The court's decision affirms Energy Fuels' right to continue operations at the mine, but is subject to appeal.
Roger Clark, program director for GCT, said the group plans to study the ruling before deciding whether they will make an appeal in the case.
"We are studying it and feel that he (Judge Campbell) made a narrow ruling," Clark said. "He focused on one specific aspect of the law without really responding to our larger argument. We've made similar arguments before Judge Campbell in the past and got the same results. We do feel that in this particular case we have a good chance in overturning his decision. They're not encumbered unless we are successful in our appeal."
Energy Fuels said they plan to commence operations at the mine within the next several months.
In order to complete the mine, two ventilation shafts and between 1,200 and 1,500 feet of the primary shaft needs to be sunk. The underground development of the mine will also need to be completed.

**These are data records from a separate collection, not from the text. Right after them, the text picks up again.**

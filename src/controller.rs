// Polling loop: fetch -> decide -> budget -> reconcile -> persist -> sleep.
// One cycle at a time; shutdown is only observed between cycles.

use std::sync::Arc;
use std::time::Duration;

use chrono::{DateTime, Local, Utc};
use tracing::{Instrument, info, warn};

use crate::budget;
use crate::config::{AppConfig, ScalingPolicy};
use crate::fleet::{FleetController, FleetReport};
use crate::metrics_repo::MetricsSource;
use crate::models::{GameState, GamesDocument, Observation, PriorState};
use crate::observation_repo::{ObservationRepo, should_persist};
use crate::scaling::{ScalingEngine, TimeBucket};

/// Collaborators the loop drives.
pub struct ControllerDeps {
    pub metrics: Arc<dyn MetricsSource>,
    pub repo: Arc<ObservationRepo>,
    pub fleet: FleetController,
    pub engine: ScalingEngine,
    pub policy: ScalingPolicy,
}

#[derive(Debug, Clone)]
pub struct ControllerSettings {
    /// Stored as every title's developer.
    pub developer: String,
    pub managed_title: String,
    pub hourly_price: f64,
    pub poll_interval: Duration,
}

impl ControllerSettings {
    pub fn from_config(config: &AppConfig) -> Self {
        Self {
            developer: config.metrics.filter_value.clone(),
            managed_title: config.fleet.managed_title.clone(),
            hourly_price: config.fleet.hourly_price,
            poll_interval: Duration::from_secs(config.metrics.poll_interval_secs),
        }
    }
}

/// What one cycle did.
#[derive(Debug, Clone, Default, PartialEq)]
pub struct CycleReport {
    pub titles: usize,
    pub persisted: bool,
    /// Present when the managed title was reconciled.
    pub fleet: Option<FleetReport>,
}

pub struct Controller {
    metrics: Arc<dyn MetricsSource>,
    repo: Arc<ObservationRepo>,
    fleet: FleetController,
    engine: ScalingEngine,
    policy: ScalingPolicy,
    settings: ControllerSettings,
}

impl Controller {
    pub fn new(deps: ControllerDeps, settings: ControllerSettings) -> Self {
        let ControllerDeps {
            metrics,
            repo,
            fleet,
            engine,
            policy,
        } = deps;
        Self {
            metrics,
            repo,
            fleet,
            engine,
            policy,
            settings,
        }
    }

    /// One full poll. A feed failure skips the cycle; a fleet failure only
    /// affects the managed title's detail.
    pub async fn run_cycle(&mut self, now: DateTime<Local>) -> anyhow::Result<CycleReport> {
        let readings = self.metrics.fetch().await?;
        let previous = self.repo.load().await;
        let prior_by_name = previous.by_name();
        let timestamp = now.with_timezone(&Utc);
        let bucket = TimeBucket::at(&now);

        let mut report = CycleReport::default();
        let mut games = Vec::with_capacity(readings.len());

        for reading in &readings {
            let prior = prior_by_name.get(reading.title.as_str()).copied();
            let observation = Observation::merge(reading, prior, timestamp);
            let config = self.policy.resolve(&observation.title);
            let decision = self
                .engine
                .decide(&observation, config, &PriorState::from(prior), bucket)
                .await;
            let guarded = budget::enforce(
                decision.vm_count,
                self.settings.hourly_price,
                config.max_hourly_budget,
            );

            let mut vm_count = guarded.vm_count;
            let mut vms = Vec::new();
            if observation.title == self.settings.managed_title {
                match self.fleet.reconcile(vm_count, timestamp).await {
                    Ok(fleet) => {
                        vm_count = fleet.vm_count;
                        vms = fleet.vms.clone();
                        report.fleet = Some(fleet);
                    }
                    Err(e) => warn!(
                        title = %observation.title,
                        error = %e,
                        "fleet unavailable; keeping desired count"
                    ),
                }
            }

            let (hourly_cost, daily_cost) = GameState::costs(vm_count, self.settings.hourly_price);
            games.push(GameState {
                name: observation.title,
                developer: self.settings.developer.clone(),
                player_count: observation.player_count,
                expected_players: decision.expected_players,
                deviation: decision.deviation,
                vm_count,
                scaling_strategy: config.strategy,
                vms,
                hourly_cost,
                daily_cost,
                budget_clamped_from: guarded.clamped_from,
                last_updated: timestamp,
            });
        }

        report.titles = games.len();
        if should_persist(&games, &previous.games) {
            match self.repo.save(&GamesDocument::new(games)).await {
                Ok(()) => report.persisted = true,
                Err(e) => warn!(
                    path = %self.repo.path().display(),
                    error = %e,
                    "failed to write games document"
                ),
            }
        }

        let next_poll = now
            + chrono::TimeDelta::from_std(self.settings.poll_interval)
                .unwrap_or_else(|_| chrono::TimeDelta::zero());
        info!(
            titles = report.titles,
            persisted = report.persisted,
            next_poll = %next_poll.format("%Y-%m-%d %H:%M:%S"),
            "cycle complete"
        );
        Ok(report)
    }
}

pub fn spawn(
    mut controller: Controller,
    mut shutdown_rx: tokio::sync::oneshot::Receiver<()>,
) -> tokio::task::JoinHandle<()> {
    let poll_interval = controller.settings.poll_interval;
    let span = tracing::info_span!("controller", poll_interval_secs = poll_interval.as_secs());
    tokio::spawn(
        async move {
            loop {
                if let Err(e) = controller.run_cycle(Local::now()).await {
                    warn!(error = %e, "cycle skipped");
                }
                tokio::select! {
                    _ = tokio::time::sleep(poll_interval) => {}
                    _ = &mut shutdown_rx => {
                        tracing::debug!("Controller shutting down");
                        break;
                    }
                }
            }
        }
        .instrument(span),
    )
}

Prior to closing the mine, temporarily, in 2013, around 275 feet of the mine shaft was sunk.
The Canyon Mine is a "breccia pipe" uranium deposit, which is considered to be one of the highest-grade deposits not only in the U.S. but also around the world, outside of Canada.
According to Energy Fuels and a 2012 Technical Report prepared in accordance with National Instrument 43-101, Canyon Mine deposits have 1.63 million pounds of uranium contained in 83,000 tons of Inferred Mineral Resources.